(Beginning of INPUT DATA)

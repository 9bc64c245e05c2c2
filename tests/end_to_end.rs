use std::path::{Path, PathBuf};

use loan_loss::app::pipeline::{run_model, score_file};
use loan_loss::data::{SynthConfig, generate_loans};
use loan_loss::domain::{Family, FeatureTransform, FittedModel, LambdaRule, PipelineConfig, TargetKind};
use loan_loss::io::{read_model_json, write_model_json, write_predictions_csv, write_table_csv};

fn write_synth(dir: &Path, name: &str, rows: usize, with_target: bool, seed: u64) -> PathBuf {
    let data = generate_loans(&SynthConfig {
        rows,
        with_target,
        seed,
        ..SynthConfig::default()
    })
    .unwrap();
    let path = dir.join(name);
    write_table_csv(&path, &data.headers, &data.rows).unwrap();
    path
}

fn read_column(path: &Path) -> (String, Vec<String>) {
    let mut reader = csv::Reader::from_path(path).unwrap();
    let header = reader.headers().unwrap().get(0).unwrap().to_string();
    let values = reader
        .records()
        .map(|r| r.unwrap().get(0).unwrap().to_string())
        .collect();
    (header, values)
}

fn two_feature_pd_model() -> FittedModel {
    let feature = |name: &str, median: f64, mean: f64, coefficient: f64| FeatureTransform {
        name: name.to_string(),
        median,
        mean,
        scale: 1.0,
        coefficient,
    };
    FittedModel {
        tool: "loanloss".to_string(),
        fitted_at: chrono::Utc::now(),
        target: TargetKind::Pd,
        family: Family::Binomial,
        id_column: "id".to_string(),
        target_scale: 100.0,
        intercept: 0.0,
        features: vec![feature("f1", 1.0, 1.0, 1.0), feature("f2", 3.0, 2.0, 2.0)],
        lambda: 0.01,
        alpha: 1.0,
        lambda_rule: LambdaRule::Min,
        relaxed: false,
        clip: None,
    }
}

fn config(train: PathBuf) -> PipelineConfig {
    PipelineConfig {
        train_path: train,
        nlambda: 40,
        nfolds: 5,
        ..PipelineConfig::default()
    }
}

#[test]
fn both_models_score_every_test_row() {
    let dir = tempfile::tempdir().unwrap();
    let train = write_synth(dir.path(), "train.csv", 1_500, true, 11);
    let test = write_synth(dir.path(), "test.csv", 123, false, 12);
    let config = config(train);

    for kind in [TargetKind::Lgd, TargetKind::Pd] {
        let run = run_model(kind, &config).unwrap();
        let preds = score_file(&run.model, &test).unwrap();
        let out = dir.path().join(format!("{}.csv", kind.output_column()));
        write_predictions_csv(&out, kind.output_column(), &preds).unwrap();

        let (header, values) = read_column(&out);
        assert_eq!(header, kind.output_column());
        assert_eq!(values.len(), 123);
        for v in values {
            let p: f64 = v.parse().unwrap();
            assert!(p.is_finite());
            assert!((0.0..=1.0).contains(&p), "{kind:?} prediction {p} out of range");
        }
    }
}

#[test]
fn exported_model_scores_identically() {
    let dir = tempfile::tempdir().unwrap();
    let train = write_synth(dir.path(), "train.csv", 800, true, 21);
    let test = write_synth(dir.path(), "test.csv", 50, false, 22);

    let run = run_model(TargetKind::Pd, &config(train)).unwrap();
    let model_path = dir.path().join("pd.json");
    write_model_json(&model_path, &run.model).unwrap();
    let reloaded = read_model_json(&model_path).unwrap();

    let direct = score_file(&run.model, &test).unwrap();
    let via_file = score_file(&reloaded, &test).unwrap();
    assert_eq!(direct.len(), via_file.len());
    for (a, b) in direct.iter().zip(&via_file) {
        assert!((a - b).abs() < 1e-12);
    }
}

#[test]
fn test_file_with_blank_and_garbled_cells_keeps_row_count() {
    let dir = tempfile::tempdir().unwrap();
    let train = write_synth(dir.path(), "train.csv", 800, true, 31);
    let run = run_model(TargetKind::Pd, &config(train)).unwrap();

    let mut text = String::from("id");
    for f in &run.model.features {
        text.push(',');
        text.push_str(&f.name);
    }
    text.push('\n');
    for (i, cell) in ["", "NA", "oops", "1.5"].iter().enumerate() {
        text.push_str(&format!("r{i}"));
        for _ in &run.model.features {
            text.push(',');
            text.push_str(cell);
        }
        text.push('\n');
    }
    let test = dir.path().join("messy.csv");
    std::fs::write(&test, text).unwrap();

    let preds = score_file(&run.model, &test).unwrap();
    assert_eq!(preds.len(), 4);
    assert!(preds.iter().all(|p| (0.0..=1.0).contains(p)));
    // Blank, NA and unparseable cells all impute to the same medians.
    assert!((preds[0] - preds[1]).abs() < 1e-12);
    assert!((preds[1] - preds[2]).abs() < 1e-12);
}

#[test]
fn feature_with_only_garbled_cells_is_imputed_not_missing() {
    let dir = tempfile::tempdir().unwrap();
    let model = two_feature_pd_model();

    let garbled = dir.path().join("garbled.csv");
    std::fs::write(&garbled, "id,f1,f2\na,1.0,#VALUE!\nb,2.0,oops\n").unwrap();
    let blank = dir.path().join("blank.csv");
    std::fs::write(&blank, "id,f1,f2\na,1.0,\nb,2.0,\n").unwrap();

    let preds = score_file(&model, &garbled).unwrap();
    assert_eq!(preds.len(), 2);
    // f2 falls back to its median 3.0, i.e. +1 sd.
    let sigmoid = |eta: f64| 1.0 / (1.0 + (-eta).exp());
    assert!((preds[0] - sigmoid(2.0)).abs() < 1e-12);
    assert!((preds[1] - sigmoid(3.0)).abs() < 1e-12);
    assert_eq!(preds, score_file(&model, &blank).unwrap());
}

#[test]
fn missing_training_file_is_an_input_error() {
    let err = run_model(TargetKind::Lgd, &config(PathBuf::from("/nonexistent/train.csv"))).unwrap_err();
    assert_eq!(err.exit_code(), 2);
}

(End of INPUT DATA)
(Beginning of INPUT DATA)

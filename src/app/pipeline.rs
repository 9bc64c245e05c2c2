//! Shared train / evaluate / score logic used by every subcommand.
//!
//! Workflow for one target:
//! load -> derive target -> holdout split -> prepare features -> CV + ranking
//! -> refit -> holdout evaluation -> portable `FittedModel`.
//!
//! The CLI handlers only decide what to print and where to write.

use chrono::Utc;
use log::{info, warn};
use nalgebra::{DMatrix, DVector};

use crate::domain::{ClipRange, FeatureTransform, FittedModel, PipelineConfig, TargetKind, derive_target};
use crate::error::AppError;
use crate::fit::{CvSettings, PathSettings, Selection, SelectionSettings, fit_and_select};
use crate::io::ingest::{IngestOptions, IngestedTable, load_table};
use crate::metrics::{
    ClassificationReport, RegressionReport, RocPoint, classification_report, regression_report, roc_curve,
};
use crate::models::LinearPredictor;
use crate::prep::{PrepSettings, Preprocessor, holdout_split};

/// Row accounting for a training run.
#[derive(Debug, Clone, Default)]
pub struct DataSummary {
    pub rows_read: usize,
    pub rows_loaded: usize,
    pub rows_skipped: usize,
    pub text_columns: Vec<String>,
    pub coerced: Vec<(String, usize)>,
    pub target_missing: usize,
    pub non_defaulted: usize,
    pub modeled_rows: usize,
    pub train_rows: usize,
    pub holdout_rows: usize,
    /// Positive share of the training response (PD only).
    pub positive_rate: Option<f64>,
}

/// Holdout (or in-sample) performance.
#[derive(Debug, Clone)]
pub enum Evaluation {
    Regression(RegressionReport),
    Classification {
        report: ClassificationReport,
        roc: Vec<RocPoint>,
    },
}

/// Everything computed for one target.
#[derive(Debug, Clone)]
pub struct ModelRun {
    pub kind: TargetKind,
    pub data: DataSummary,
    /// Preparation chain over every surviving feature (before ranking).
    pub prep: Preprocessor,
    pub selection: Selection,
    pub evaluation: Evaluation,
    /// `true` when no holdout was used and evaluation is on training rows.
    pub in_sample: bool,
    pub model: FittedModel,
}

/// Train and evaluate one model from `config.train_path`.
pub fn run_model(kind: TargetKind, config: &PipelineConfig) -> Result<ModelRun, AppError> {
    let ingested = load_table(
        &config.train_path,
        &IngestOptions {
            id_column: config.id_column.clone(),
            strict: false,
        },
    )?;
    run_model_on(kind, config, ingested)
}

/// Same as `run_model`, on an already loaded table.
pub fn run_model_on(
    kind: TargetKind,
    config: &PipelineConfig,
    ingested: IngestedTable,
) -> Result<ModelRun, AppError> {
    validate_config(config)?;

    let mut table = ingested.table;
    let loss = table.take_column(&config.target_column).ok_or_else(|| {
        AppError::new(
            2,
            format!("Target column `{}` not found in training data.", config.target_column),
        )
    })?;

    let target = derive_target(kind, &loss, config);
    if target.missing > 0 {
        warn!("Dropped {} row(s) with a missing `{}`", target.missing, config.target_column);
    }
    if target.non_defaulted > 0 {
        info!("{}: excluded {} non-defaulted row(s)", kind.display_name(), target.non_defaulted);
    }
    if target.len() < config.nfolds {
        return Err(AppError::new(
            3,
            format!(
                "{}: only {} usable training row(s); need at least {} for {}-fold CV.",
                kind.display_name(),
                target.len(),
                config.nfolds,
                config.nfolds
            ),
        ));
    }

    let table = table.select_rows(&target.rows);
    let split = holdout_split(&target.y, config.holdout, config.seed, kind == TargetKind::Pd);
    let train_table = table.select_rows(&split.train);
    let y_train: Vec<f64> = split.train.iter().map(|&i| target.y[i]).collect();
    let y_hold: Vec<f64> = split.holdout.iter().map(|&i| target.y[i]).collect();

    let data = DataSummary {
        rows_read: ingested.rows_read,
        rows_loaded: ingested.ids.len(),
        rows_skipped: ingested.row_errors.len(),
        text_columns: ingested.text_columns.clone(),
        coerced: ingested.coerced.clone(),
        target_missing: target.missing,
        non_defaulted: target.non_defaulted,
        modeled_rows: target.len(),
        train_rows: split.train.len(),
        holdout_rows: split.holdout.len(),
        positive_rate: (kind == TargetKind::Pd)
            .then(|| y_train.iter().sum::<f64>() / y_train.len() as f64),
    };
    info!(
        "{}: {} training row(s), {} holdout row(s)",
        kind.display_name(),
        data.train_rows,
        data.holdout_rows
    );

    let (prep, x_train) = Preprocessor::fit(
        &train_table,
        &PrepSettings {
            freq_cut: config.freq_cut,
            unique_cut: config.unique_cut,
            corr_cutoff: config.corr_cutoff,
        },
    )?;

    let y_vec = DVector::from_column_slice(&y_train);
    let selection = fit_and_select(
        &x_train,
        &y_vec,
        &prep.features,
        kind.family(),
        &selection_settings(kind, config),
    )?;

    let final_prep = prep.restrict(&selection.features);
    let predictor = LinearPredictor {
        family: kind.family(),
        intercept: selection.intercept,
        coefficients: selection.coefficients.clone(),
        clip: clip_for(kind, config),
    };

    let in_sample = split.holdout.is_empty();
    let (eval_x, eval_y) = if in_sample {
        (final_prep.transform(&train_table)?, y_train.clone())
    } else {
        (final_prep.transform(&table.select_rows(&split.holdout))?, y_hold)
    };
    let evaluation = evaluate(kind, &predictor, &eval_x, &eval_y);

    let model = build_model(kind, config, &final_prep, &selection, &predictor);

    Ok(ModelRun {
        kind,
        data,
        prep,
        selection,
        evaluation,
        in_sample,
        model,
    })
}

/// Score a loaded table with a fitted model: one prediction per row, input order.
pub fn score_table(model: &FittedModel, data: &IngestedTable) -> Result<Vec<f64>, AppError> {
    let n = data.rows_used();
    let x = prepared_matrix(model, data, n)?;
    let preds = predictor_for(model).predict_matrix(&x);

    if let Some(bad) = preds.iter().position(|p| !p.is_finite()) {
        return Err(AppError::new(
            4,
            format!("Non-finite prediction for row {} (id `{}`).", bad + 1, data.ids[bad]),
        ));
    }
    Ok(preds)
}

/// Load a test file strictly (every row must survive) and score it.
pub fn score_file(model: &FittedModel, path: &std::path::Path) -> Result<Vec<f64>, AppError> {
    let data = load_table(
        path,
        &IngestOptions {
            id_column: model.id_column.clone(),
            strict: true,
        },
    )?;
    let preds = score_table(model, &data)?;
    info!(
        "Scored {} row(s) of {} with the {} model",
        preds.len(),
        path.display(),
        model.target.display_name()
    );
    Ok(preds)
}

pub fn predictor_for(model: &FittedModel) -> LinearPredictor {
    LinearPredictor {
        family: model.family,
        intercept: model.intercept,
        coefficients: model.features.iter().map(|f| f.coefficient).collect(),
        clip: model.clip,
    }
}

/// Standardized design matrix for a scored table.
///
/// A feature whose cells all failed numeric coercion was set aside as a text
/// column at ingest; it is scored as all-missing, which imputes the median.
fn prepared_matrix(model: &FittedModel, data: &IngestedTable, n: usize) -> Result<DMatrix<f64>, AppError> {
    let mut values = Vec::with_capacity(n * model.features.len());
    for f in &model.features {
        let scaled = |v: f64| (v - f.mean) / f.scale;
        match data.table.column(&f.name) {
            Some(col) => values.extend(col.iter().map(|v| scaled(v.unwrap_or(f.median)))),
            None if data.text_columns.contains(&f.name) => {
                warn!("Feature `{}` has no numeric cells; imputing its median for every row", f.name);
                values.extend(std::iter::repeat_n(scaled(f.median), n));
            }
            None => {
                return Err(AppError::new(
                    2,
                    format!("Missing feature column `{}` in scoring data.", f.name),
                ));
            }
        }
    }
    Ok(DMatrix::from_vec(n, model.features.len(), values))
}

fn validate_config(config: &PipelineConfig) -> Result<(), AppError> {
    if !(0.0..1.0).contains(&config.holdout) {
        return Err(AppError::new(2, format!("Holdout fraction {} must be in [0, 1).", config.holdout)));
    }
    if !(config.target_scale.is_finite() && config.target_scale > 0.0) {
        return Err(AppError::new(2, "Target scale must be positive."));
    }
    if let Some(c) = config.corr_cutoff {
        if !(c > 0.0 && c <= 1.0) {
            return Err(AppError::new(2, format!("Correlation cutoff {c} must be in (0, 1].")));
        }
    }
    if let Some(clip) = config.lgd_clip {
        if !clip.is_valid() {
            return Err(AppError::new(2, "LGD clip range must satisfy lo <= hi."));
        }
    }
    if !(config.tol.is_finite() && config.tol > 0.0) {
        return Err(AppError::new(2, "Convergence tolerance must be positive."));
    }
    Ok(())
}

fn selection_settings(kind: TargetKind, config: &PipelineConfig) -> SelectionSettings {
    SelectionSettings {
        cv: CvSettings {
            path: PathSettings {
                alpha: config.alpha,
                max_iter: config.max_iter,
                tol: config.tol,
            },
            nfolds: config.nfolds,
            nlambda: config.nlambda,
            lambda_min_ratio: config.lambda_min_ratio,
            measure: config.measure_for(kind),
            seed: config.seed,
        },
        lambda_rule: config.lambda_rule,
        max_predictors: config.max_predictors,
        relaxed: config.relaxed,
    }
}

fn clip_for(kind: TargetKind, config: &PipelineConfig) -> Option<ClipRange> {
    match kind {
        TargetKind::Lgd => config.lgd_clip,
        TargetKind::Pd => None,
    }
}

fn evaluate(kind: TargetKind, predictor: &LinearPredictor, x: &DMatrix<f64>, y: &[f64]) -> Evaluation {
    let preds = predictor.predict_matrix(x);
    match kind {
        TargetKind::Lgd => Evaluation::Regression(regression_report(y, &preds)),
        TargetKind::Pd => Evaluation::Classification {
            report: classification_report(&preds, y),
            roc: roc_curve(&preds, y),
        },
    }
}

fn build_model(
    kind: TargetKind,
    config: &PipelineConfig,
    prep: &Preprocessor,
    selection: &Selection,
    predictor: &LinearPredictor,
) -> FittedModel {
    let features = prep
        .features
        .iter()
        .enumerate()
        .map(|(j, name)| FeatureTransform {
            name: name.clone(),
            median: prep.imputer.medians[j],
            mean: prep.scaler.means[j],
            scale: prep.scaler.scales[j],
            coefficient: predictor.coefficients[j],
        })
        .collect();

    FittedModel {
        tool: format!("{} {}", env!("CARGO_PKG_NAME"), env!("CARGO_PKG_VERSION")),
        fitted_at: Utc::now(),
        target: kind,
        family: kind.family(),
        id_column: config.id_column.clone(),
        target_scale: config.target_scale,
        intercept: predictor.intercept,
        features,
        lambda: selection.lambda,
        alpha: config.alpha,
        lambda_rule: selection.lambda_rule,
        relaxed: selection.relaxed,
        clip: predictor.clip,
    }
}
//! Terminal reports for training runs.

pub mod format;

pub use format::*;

(End of INPUT DATA)

● **YOUR ASSIGNMENT**: Would you print exactly, and only, the lines of the data above from the line with "1_500, true, 11);" through the line with "800, true, 21);", inclusive?

● **PROBLEM SOLUTION**:
    let train = write_synth(dir.path(), "train.csv", 1_500, true, 11);
    let test = write_synth(dir.path(), "test.csv", 123, false, 12);
    let config = config(train);

    for kind in [TargetKind::Lgd, TargetKind::Pd] {
        let run = run_model(kind, &config).unwrap();
        let preds = score_file(&run.model, &test).unwrap();
        let out = dir.path().join(format!("{}.csv", kind.output_column()));
        write_predictions_csv(&out, kind.output_column(), &preds).unwrap();

        let (header, values) = read_column(&out);
        assert_eq!(header, kind.output_column());
        assert_eq!(values.len(), 123);
        for v in values {
            let p: f64 = v.parse().unwrap();
            assert!(p.is_finite());
            assert!((0.0..=1.0).contains(&p), "{kind:?} prediction {p} out of range");
        }
    }
}

#[test]
fn exported_model_scores_identically() {
    let dir = tempfile::tempdir().unwrap();
    let train = write_synth(dir.path(), "train.csv", 800, true, 21);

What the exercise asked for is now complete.